Task item: Please copy out the lines in the entries that contain "cancelled".

Data records:
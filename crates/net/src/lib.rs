#![deny(clippy::pedantic, unsafe_code)]
#![allow(clippy::module_name_repetitions)]

//! Network operations for distsign
//!
//! Every fetch is size-bounded and honors a caller-supplied deadline and
//! cancellation token. Downloads to disk compute a SHA-512 digest of the
//! bytes as they are written.

mod client;
mod fetch;
mod options;
mod writer;

pub use client::{parse_url, NetClient, NetConfig};
pub use fetch::{fetch_to_file, fetch_to_memory, DownloadResult};
pub use options::FetchOptions;
pub use writer::DigestingWriter;

pub use tokio_util::sync::CancellationToken;
//! Caller-supplied deadline and cancellation for fetches

use distsign_errors::{Error, FetchError};
use std::future::Future;
use std::time::Duration;
use tokio::time::Instant;
use tokio_util::sync::CancellationToken;

/// Bounds on how long a fetch may run.
///
/// The deadline is absolute, so one value can bound a whole sequence of
/// fetches. Both limits are checked while connecting and before every
/// body chunk; a stalled server cannot hold a fetch past either.
#[derive(Debug, Clone, Default)]
pub struct FetchOptions {
    pub deadline: Option<Instant>,
    pub cancel: Option<CancellationToken>,
}

impl FetchOptions {
    #[must_use]
    pub fn new() -> Self {
        Self::default()
    }

    #[must_use]
    pub fn with_deadline(mut self, deadline: Instant) -> Self {
        self.deadline = Some(deadline);
        self
    }

    /// Deadline `timeout` from now
    #[must_use]
    pub fn with_timeout(self, timeout: Duration) -> Self {
        self.with_deadline(Instant::now() + timeout)
    }

    #[must_use]
    pub fn with_cancellation(mut self, token: CancellationToken) -> Self {
        self.cancel = Some(token);
        self
    }

    /// Drive `future` to completion unless the deadline passes or the
    /// token is cancelled first.
    pub(crate) async fn run<F>(&self, url: &str, future: F) -> Result<F::Output, Error>
    where
        F: Future,
    {
        let bounded = async {
            match self.deadline {
                Some(deadline) => match tokio::time::timeout_at(deadline, future).await {
                    Ok(output) => Ok(output),
                    Err(_) => Err(Error::from(FetchError::Timeout {
                        url: url.to_string(),
                    })),
                },
                None => Ok(future.await),
            }
        };

        match &self.cancel {
            Some(token) => tokio::select! {
                biased;
                () = token.cancelled() => Err(FetchError::Cancelled {
                    url: url.to_string(),
                }
                .into()),
                result = bounded => result,
            },
            None => bounded.await,
        }
    }
}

Written solution:
    /// token is cancelled first.
                () = token.cancelled() => Err(FetchError::Cancelled {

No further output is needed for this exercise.